BEGIN DATA FOR THIS EXERCISE
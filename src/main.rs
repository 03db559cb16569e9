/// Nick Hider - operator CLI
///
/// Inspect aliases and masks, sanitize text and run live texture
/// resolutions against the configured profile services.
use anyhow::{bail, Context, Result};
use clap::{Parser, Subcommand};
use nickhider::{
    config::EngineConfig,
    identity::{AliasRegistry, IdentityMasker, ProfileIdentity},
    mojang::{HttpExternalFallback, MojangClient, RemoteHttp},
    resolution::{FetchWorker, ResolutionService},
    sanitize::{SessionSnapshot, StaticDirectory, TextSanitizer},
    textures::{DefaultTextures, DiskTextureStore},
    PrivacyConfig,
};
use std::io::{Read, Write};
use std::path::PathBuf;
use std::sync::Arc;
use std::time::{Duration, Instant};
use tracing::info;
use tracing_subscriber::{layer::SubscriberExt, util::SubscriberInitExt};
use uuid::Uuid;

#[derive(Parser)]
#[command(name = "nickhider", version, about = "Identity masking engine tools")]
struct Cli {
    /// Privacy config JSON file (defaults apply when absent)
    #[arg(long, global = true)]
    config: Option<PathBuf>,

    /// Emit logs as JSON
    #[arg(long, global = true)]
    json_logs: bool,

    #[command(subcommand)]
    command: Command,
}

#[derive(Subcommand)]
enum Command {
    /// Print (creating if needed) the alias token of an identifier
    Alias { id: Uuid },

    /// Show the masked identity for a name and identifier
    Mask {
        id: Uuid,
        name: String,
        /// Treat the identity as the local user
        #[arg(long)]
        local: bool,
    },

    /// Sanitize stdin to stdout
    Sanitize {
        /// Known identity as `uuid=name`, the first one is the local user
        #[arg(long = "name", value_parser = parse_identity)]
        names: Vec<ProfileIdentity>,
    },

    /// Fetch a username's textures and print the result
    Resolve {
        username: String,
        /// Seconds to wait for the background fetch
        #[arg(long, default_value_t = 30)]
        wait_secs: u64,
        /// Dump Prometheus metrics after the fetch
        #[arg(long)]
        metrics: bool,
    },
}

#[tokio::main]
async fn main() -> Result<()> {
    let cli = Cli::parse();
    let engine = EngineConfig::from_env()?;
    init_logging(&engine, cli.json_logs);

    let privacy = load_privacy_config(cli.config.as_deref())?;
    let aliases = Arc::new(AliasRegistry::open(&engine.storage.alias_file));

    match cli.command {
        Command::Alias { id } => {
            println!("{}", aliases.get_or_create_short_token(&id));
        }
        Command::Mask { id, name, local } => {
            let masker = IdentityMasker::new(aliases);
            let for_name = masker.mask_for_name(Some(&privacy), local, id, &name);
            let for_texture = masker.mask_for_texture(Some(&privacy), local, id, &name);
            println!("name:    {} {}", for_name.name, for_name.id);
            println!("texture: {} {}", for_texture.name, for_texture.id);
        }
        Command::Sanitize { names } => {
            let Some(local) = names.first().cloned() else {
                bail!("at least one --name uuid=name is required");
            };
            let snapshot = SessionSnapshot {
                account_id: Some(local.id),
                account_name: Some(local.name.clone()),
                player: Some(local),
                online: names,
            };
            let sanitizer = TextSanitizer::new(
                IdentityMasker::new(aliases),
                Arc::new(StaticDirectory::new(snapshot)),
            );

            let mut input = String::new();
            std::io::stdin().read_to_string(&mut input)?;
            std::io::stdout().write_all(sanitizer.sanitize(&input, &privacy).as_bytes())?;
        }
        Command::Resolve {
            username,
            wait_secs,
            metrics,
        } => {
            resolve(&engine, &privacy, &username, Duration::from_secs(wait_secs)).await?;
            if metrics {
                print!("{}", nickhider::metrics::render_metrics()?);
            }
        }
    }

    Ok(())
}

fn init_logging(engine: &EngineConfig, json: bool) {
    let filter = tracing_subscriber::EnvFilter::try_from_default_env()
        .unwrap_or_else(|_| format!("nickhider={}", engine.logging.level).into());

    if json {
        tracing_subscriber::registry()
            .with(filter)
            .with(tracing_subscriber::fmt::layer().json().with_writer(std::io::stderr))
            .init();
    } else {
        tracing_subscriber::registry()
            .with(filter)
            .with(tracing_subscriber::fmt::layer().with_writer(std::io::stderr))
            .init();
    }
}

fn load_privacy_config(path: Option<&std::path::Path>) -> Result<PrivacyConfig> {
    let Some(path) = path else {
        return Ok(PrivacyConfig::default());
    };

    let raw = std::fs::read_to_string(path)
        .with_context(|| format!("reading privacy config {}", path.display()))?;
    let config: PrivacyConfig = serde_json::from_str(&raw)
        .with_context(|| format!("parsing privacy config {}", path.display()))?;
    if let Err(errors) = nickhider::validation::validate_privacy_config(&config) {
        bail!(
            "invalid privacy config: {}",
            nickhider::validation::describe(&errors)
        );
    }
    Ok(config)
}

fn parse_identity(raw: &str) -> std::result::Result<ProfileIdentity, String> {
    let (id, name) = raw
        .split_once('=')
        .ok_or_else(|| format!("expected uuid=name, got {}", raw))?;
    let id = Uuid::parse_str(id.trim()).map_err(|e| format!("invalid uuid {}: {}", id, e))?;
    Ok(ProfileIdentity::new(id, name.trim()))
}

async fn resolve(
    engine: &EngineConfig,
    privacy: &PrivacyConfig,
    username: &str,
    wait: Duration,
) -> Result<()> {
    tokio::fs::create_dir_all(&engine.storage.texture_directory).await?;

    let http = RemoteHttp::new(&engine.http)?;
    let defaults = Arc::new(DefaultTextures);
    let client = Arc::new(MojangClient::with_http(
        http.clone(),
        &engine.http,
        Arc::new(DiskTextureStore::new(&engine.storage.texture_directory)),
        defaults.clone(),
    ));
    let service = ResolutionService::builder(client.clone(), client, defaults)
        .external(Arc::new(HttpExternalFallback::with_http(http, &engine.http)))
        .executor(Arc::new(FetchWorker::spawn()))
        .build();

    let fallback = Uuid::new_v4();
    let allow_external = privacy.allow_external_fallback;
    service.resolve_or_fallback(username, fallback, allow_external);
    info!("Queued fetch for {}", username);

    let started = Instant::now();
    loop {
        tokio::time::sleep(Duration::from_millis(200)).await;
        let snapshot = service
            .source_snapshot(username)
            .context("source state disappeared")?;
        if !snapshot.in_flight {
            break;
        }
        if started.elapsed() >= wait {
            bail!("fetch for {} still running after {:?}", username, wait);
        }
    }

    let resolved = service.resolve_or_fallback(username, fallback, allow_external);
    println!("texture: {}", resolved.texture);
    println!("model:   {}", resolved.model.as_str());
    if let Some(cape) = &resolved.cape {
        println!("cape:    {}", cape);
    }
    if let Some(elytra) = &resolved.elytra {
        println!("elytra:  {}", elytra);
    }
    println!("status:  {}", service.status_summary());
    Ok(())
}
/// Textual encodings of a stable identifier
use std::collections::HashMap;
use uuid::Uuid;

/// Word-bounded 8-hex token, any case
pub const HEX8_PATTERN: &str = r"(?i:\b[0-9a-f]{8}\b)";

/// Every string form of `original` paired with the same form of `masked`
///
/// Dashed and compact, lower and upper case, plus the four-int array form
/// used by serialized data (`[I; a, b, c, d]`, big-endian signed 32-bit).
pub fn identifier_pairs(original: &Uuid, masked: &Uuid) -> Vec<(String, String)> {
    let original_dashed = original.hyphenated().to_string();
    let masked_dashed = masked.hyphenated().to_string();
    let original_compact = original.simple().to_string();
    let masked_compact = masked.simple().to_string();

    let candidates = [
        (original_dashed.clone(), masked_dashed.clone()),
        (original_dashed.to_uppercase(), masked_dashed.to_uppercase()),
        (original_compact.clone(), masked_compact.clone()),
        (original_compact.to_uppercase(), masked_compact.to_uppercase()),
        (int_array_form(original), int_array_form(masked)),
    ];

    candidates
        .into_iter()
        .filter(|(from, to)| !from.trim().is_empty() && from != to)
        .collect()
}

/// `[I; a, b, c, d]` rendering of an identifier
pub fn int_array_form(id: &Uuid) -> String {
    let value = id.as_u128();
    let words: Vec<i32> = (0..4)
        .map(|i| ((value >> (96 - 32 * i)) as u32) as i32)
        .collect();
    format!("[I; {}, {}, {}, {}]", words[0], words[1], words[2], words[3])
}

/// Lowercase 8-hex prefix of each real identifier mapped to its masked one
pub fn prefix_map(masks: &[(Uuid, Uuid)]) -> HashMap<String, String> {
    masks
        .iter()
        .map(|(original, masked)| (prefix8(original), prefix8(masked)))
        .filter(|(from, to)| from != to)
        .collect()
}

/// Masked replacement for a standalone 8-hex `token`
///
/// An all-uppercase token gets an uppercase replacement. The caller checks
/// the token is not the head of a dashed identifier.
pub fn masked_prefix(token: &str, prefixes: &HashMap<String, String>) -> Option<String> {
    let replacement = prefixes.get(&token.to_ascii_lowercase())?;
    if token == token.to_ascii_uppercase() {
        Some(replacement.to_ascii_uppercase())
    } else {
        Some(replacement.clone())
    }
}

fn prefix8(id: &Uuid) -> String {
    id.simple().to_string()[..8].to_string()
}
END DATA FOR THIS EXERCISE
Using the records given above, list every line that includes the word "ProfileIdentity".

RESULT OF THE EXERCISE:
    identity::{AliasRegistry, IdentityMasker, ProfileIdentity},
        names: Vec<ProfileIdentity>,
fn parse_identity(raw: &str) -> std::result::Result<ProfileIdentity, String> {
    Ok(ProfileIdentity::new(id, name.trim()))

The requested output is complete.